いろんな人と話をしていて、しばしば気になる言い回しがあります。それは、


「~みる」


なる言葉。


「早起きしてみる」
「瞑想してみる」
「一日一時間は勉強してみる」
「頑張って筋トレしてみる」
「好きな人に思いを伝えてみる」
「毎日掃除してみる」


などなど。そのような語尾を聞いたとき、間違いなく「あ、この人はしないな」と判断してしまいます。日常会話ならそれでスルーしますが、コーチングでは念のため聞いてみます。
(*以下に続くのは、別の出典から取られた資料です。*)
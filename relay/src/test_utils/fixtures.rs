//! Test fixtures
//!
//! Factory functions for creating test data with sensible defaults.

use std::time::Duration;

use crate::config::{DistributionConfig, RedditConfig, UiConfig};
use crate::domain::entities::{Channel, ChannelId, Submission};
use crate::domain::ports::{PostOptions, TimeFilter};

/// Distribution config pointing at the public feed site
pub fn test_config() -> DistributionConfig {
    DistributionConfig {
        reddit: RedditConfig {
            client_id: "client-id".to_string(),
            client_secret: "client-secret".to_string(),
            username: None,
            password: None,
            user_agent: "subrelay-tests/0.1".to_string(),
            service_url: "https://www.reddit.com".to_string(),
            api_url: "https://oauth.reddit.com".to_string(),
            post: PostOptions {
                time: TimeFilter::Day,
                limit: 3,
            },
        },
        ui: UiConfig {
            embed_color: 0xE6742B,
        },
        fetch_timeout: Duration::from_secs(5),
    }
}

/// Create a text channel with the given id and raw topic
pub fn test_channel(id: &str, topic: &str) -> Channel {
    Channel {
        id: ChannelId::from(id),
        name: format!("channel-{}", id),
        topic: Some(topic.to_string()),
    }
}

fn base_submission(title: &str, url: &str) -> Submission {
    let slug = title.to_lowercase().replace(' ', "_");
    Submission {
        id: format!("t3_{}", slug),
        title: title.to_string(),
        url: url.to_string(),
        author: "test-author".to_string(),
        topic: "funny".to_string(),
        permalink: format!("https://www.reddit.com/r/funny/comments/abc/{}/", slug),
        score: 100,
        num_comments: 10,
        ..Default::default()
    }
}

/// A plain link post, classified as `Unknown`
pub fn link_submission(title: &str, url: &str) -> Submission {
    base_submission(title, url)
}

/// A direct image post
pub fn image_submission(title: &str, url: &str) -> Submission {
    base_submission(title, url)
}

/// A self post with a body and no media
pub fn selftext_submission(title: &str, body: &str) -> Submission {
    let mut submission = base_submission(title, "");
    submission.url = submission.permalink.clone();
    submission.selftext = body.to_string();
    submission
}

/// A hosted video post
pub fn video_submission(title: &str, video_url: &str) -> Submission {
    let mut submission = base_submission(title, "https://v.redd.it/abc123");
    submission.is_video = true;
    submission.video_url = Some(video_url.to_string());
    submission
}

/// A gallery post with the given resolved image URLs
pub fn gallery_submission(title: &str, image_urls: Vec<String>) -> Submission {
    let mut submission = base_submission(title, "https://www.reddit.com/gallery/abc123");
    submission.gallery_image_urls = image_urls;
    submission
}
//! Pass statistics reporter
//!
//! Always logs the pass summary; optionally posts it as an embed to a
//! dedicated channel.

use std::sync::Arc;
use std::time::Duration;

use async_trait::async_trait;
use chrono::Utc;

use crate::domain::entities::{ChannelId, Embed, OutgoingMessage};
use crate::domain::ports::{ChatPlatform, PassStats, StatsReporter};

pub struct PassStatsReporter<C: ChatPlatform> {
    chat: Arc<C>,
    channel: Option<ChannelId>,
    embed_color: u32,
}

impl<C: ChatPlatform> PassStatsReporter<C> {
    pub fn new(chat: Arc<C>, channel: Option<ChannelId>, embed_color: u32) -> Self {
        Self {
            chat,
            channel,
            embed_color,
        }
    }
}

/// Human-readable duration: `850ms`, `12.3s`, `2m 5s`
pub fn format_elapsed(elapsed: Duration) -> String {
    let millis = elapsed.as_millis();
    if millis < 1000 {
        format!("{}ms", millis)
    } else if millis < 60_000 {
        format!("{:.1}s", elapsed.as_secs_f64())
    } else {
        let secs = elapsed.as_secs();
        format!("{}m {}s", secs / 60, secs % 60)
    }
}

pub fn stats_embed(stats: &PassStats, color: u32) -> Embed {
    Embed::new(color)
        .title("Distribution pass complete")
        .field("Channels", stats.channels_attempted.to_string(), true)
        .field("Failed", stats.channels_failed.to_string(), true)
        .field("Delivered", stats.delivered().to_string(), true)
        .field("Fallbacks", stats.fallbacks.to_string(), true)
        .field("Elapsed", format_elapsed(stats.elapsed), true)
        .timestamp(Utc::now().to_rfc3339())
}

#[async_trait]
impl<C: ChatPlatform> StatsReporter for PassStatsReporter<C> {
    async fn report(&self, stats: &PassStats) {
        tracing::info!(
            channels = stats.channels_attempted,
            failed = stats.channels_failed,
            rendered = stats.rendered,
            fallbacks = stats.fallbacks,
            elapsed = %format_elapsed(stats.elapsed),
            "Pass stats"
        );

        let Some(channel) = &self.channel else {
            return;
        };

        let message = OutgoingMessage::embed(stats_embed(stats, self.embed_color));
        if let Err(e) = self.chat.send(channel, &message).await {
            tracing::warn!("Failed to post pass stats to {}: {}", channel, e);
        }
    }
}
「『早起きしてみる』と『早起きする』とはどう違うのですか?」


わかってて聞くのですが、話している本人は「みる」という言葉を使っていることに無自覚な場合が多いです。


昔、市町村が議会や国に提出する報告書を作成する業務をしていたのですが、例えば住民向けの計画書などには、ちょっとした文言に市町村や担当課のスタンスが良く出ていました。
例えば、


「生活道路を整備する」
「生活道路を整備していく」
「生活道路の整備に向けて推進していく」
「生活道路の整備を検討する」


など。コンサルの方である程度の文章を書いておくのですが、「する」と書いてあるものについて、特定のものを除いてすべて「していく」に訂正するように言われたことがありますし、また、議会からの指示で「していく」とか「検討する」を使うなと言われ、すべて「する」に形だけ訂正したこともあります。


言うまでもなく最も意思がハッキリしているのが「する」であり、それ以外は「しない」ことを前提にとりあえず書いただけの文言でしかありません。これは個人の目標達成でも同じ。行動計画などを自分で作ったとき、「~してみる」なんて文言は何の意味もありません。


簡単な気持ちで「ちょっとやってみます」と日常に言うことは多いですが、それもまた本来は何の意味もありません。実行することへの無意識的ストレスをやわらげるだけのことで、それでは進歩はないでしょう。もしも本当に目標達成に向けて進みたいのであれば、「~してみる」なる文言をすべて排除する必要があります。